Ask a Marketer: When can I run an A/B test longer than planned?

cro a/b testing - running a test longer than planned

Is it OK to run CRO A/B testing for a longer period of time than you anticipated? We use our expertise to help answer your question.

While you should always pre-plan your A/B tests to help determine its statistical viability, sometimes you need to run the experiment longer than you anticipated. And this is OK! If you can’t glean insights from the test you’re running, you should feel comfortable extending the testing period until there is something you can learn and take action.

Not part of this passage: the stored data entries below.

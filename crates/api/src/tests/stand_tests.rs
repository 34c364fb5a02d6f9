// Copyright (C) 2026 Fred Clausen
// Use of this source code is governed by an MIT-style
// license that can be found in the LICENSE file or at
// https://opensource.org/licenses/MIT.

//! Stand creation, stock edits and listings.

use kermesse_domain::{StandCategory, UserRole};
use kermesse_persistence::Persistence;

use crate::handlers::stands;
use crate::{ApiError, CreateStandRequest, ErrorKind, ListStandsQuery, ModifyStandRequest};

use super::helpers::{open_stand, register_actor, setup_fair};

#[test]
fn test_game_stand_never_tracks_stock() {
    let mut persistence = Persistence::new_in_memory().unwrap();
    let holder = register_actor(
        &mut persistence,
        "Game Holder",
        "game@school.test",
        UserRole::StandHolder,
    );

    let stand = stands::create_stand(
        &mut persistence,
        &holder,
        CreateStandRequest {
            name: String::from("Ring toss"),
            description: String::new(),
            category: StandCategory::Game,
            price: 2,
            stock: 40,
        },
    )
    .unwrap();
    assert_eq!(stand.stock, 0);

    let err = stands::modify_stand(
        &mut persistence,
        &holder,
        ModifyStandRequest {
            stock: Some(5),
            ..ModifyStandRequest::default()
        },
    )
    .unwrap_err();
    assert!(matches!(err, ApiError::InvalidInput { ref field, .. } if field == "stock"));
}

#[test]
fn test_holder_owns_a_single_stand() {
    let mut persistence = Persistence::new_in_memory().unwrap();
    let holder = register_actor(
        &mut persistence,
        "Busy Holder",
        "busy@school.test",
        UserRole::StandHolder,
    );
    open_stand(&mut persistence, &holder, StandCategory::Food, 3, 10);

    let err = stands::create_stand(
        &mut persistence,
        &holder,
        CreateStandRequest {
            name: String::from("Second"),
            description: String::new(),
            category: StandCategory::Drink,
            price: 1,
            stock: 1,
        },
    )
    .unwrap_err();

    assert_eq!(err.kind(), ErrorKind::Conflict);
}

#[test]
fn test_only_stand_holders_create_stands() {
    let mut persistence = Persistence::new_in_memory().unwrap();
    let parent = register_actor(
        &mut persistence,
        "Parent",
        "parent-stand@school.test",
        UserRole::Parent,
    );

    let err = stands::create_stand(
        &mut persistence,
        &parent,
        CreateStandRequest {
            name: String::from("Lemonade"),
            description: String::new(),
            category: StandCategory::Drink,
            price: 1,
            stock: 5,
        },
    )
    .unwrap_err();

    assert_eq!(err.kind(), ErrorKind::Forbidden);
}

#[test]
fn test_modify_stand_sets_stock_through_delta() {
    let mut fair = setup_fair();
    let holder = fair.holder;

    let raised = stands::modify_stand(
        &mut fair.persistence,
        &holder,
        ModifyStandRequest {
            stock: Some(9),
            price: Some(25),
            ..ModifyStandRequest::default()
        },
    )
    .unwrap();
    assert_eq!(raised.stock, 9);
    assert_eq!(raised.price, 25);

    let lowered = stands::modify_stand(
        &mut fair.persistence,
        &holder,
        ModifyStandRequest {
            stock: Some(1),
            ..ModifyStandRequest::default()
        },
    )
    .unwrap();
    assert_eq!(lowered.stock, 1);
    assert_eq!(lowered.name, fair.stand.name);
}

#[test]
fn test_own_stand_lookup() {
    let mut fair = setup_fair();

    let own = stands::get_own_stand(&mut fair.persistence, &fair.holder).unwrap();
    assert_eq!(own, fair.stand);

    let err = stands::get_own_stand(&mut fair.persistence, &fair.parent).unwrap_err();
    assert_eq!(err.kind(), ErrorKind::Forbidden);
}

#[test]
fn test_ready_listing_skips_linked_stands() {
    let mut fair = setup_fair();
    let free_holder = register_actor(
        &mut fair.persistence,
        "Free Holder",
        "free@school.test",
        UserRole::StandHolder,
    );
    let free = open_stand(
        &mut fair.persistence,
        &free_holder,
        StandCategory::Drink,
        1,
        3,
    );

    let ready = stands::list_stands(
        &mut fair.persistence,
        ListStandsQuery {
            kermesse_id: None,
            ready: true,
        },
    )
    .unwrap();
    let ids: Vec<i64> = ready.iter().map(|s| s.stand_id).collect();
    assert_eq!(ids, vec![free.stand_id]);

    let linked = stands::list_stands(
        &mut fair.persistence,
        ListStandsQuery {
            kermesse_id: Some(fair.kermesse_id),
            ready: false,
        },
    )
    .unwrap();
    assert_eq!(linked.len(), 1);
    assert_eq!(linked[0].stand_id, fair.stand.stand_id);
}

Here are a few reasons you may find yourself running a test longer than initially planned:

  1. Your test isn’t statistically significant. In short, “statistical significance” means that your test results most likely occurred from a factor other than chance. If your A/B test doesn’t have a large and/or diverse enough sample size of data to provide actionable insights, then it’s likely not yet statistically significant. If this is the case, then you can’t yet fully determine if the results are telling your future or actually giving you a data-driven blueprint for website optimizations. Our advice here: Just be patient and wait for the test to become statistically significant AND have a large/diverse enough data set to make sound, data-driven decisions.
  2. Your test wasn’t set up correctly to begin with. Sometimes, your test just isn’t set up right, so it won’t pull in the data you need…or it won’t pull in any data at all. To combat this, make sure you always conduct a “setup check” of your test after 24 hours of launching it to make sure you set it up correctly. If no data is being recorded after this 24-hour period, end the test, figure out where you went wrong in setup, and try again.
  3. Your test was only planned for a short period of time. A/B tests should run for at least two weeks before you have collected a large (and diverse) enough sample size to provide truly actionable results. If you’ve planned an experiment to only run for five business days, chances are you won’t have the data you need to take action. Run your test for at least two full weeks (including weekends!) so you can help make sure you’re not wasting your time on an experiment that won’t give you the results you — or your boss — are looking for.